Heute womöglich zum letztenmal in gewohnter Form: Das fußballphilosophische Ritual mit Günther Jauch und Franz Beckenbauer, Marmorkuchen und Klatschkulisse unter einer Kölner Tiefgarage  ■ Von Bernd Müllender

Ankunft um 16 Uhr 30 in Köln/ Bonn mit dem Lufthansa-Flug LH935, aus München kommend. Ein grauhaariger Mann mit goldrandiger Designerbrille, unauffällig elegant gekleidet, entsteigt der Business Class. Er ist auf dem Weg zur Spätschicht. Wie jeden Mittwoch, wenn Europas Fußballchampions nach dem Ball treten.

Dann hat Franz Beckenbauer, die kaiserliche Lichtgestalt des deutschen Fußwerks, den Präsidentensessel seines FC Bayern verlassen, die Kitzbüheler Steuerheimat und alle Fairways dieser Golfwelt. Dann gibt er den Mattscheibenanalytiker und den Co- Charmeur und wird uns vier Stunden lang live des Balles tückisch Flug erklären.

Der RTL-Fahrdienst chauffiert ihn zum Kölner Hyatt Regency, kurz erfrischt er sich, um dann seinen Arbeitsplatz aufzusuchen: Studio3 im RTL-Sendekomplex Köln-Junkersdorf, 5. Tiefgeschoß, gleich unter den Parkdecks.
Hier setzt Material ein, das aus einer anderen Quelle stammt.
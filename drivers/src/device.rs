use crate::chip;
use crate::configuration;
use crate::properties;
use crate::usb;
use rusb::UsbContext;

pub type Handle = rusb::DeviceHandle<rusb::Context>;

pub trait Usb: Sized {
    type Error;

    const VENDOR_ID: u16;

    const PRODUCT_ID: u16;

    const PROPERTIES: properties::Scanner;

    const DEFAULT_CONFIGURATION: configuration::Configuration;

    fn open(
        name: &Option<&str>,
        configuration: configuration::Configuration,
        context: &rusb::Context,
    ) -> Result<Self, Self::Error>;

    fn name(&self) -> String;

    fn speed(&self) -> usb::Speed;

    fn chip(&mut self) -> &mut chip::Chip<Handle>;

    /// Returns "<short name>:<bus>:<address>", for instance "cs4400f:001:005".
    fn device_name(device: &rusb::Device<rusb::Context>) -> String {
        format!(
            "{}:{:03}:{:03}",
            Self::PROPERTIES.name,
            device.bus_number(),
            device.address()
        )
    }

    fn matches(device: &rusb::Device<rusb::Context>) -> bool {
        match device.device_descriptor() {
            Ok(descriptor) => {
                descriptor.vendor_id() == Self::VENDOR_ID
                    && descriptor.product_id() == Self::PRODUCT_ID
            }
            Err(_) => false,
        }
    }

    fn list_names_and_speeds(devices: &rusb::DeviceList<rusb::Context>) -> Vec<(String, usb::Speed)> {
        devices
            .iter()
            .filter(|device| Self::matches(device))
            .map(|device| (Self::device_name(&device), device.speed().into()))
            .collect()
    }

    fn handle_from_name(
        context: &rusb::Context,
        name: &Option<&str>,
    ) -> Result<(Handle, String), usb::Error> {
        let device = context.devices()?.iter().find(|device| {
            Self::matches(device)
                && match name {
                    Some(name) => *name == Self::device_name(device),
                    None => true,
                }
        });
        match device {
            Some(device) => {
                let device_name = Self::device_name(&device);
                Ok((device.open()?, device_name))
            }
            None => Err(match name {
                Some(name) => usb::Error::Name((*name).to_owned()),
                None => usb::Error::Device,
            }),
        }
    }
}
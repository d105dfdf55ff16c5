#[derive(Debug, Clone, PartialEq, Eq, serde::Serialize, serde::Deserialize)]
pub struct Configuration {
    /// Timeout of single-register control transfers.
    pub register_timeout: std::time::Duration,

    /// Timeout of the control transfers that open a bulk window.
    pub bulk_setup_timeout: std::time::Duration,

    /// Timeout of motor and gamma table bulk writes.
    pub table_timeout: std::time::Duration,

    /// Timeout of each 512 bytes shading block.
    pub shading_timeout: std::time::Duration,

    /// Total number of calls made when a transfer is interrupted by a signal.
    pub interrupted_attempts: u32,

    /// Pause between two attempts of an interrupted control transfer.
    /// Bulk transfers are retried immediately.
    pub interrupted_pause: std::time::Duration,

    /// Number of FEBUSY reads before an analog frontend write gives up.
    pub frontend_busy_polls: u32,
}

impl Configuration {
    pub const DEFAULT: Configuration = Configuration {
        register_timeout: std::time::Duration::from_millis(500),
        bulk_setup_timeout: std::time::Duration::from_millis(1000),
        table_timeout: std::time::Duration::from_millis(1000),
        shading_timeout: std::time::Duration::from_millis(10000),
        interrupted_attempts: 100,
        interrupted_pause: std::time::Duration::from_millis(1),
        frontend_busy_polls: 10,
    };

    pub fn deserialize_bincode(data: &[u8]) -> bincode::Result<Configuration> {
        bincode::deserialize(data)
    }
}

impl Default for Configuration {
    fn default() -> Self {
        Self::DEFAULT
    }
}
Ankunft 18 Uhr 25. Ein Servus seinem Spezl Günther Jauch, man plauscht, beredet dies und auch das. Dann trinkt der Franz noch einen Kaffee. Und wartet.

Gastgeber Jauch, „der sympathischste Prominente Deutschlands“ (Gala) trifft „den Liebling des Publikums“ (Kölner Stadtanzeiger), der sich selbst einmal „Lieblingskind des Schicksals“ nannte. Seit drei Jahren geht das so bei „Anpfiff extra“. Aufgabe der beiden ist es, den Abend „feierlich zu zelebrieren“ (RTL). Heißt: reden und reden und analysieren. Sieben Millionen Menschen (30 Prozent Marktanteil) sehen sich das immer an. An diesem Mittwoch, es ist Halbfinal-Hinspiel zwischen Borussia Dortmund und Manchester United, werden zeitweise über elf Millionen Menschen eingeschaltet haben – so viele wie nie zuvor.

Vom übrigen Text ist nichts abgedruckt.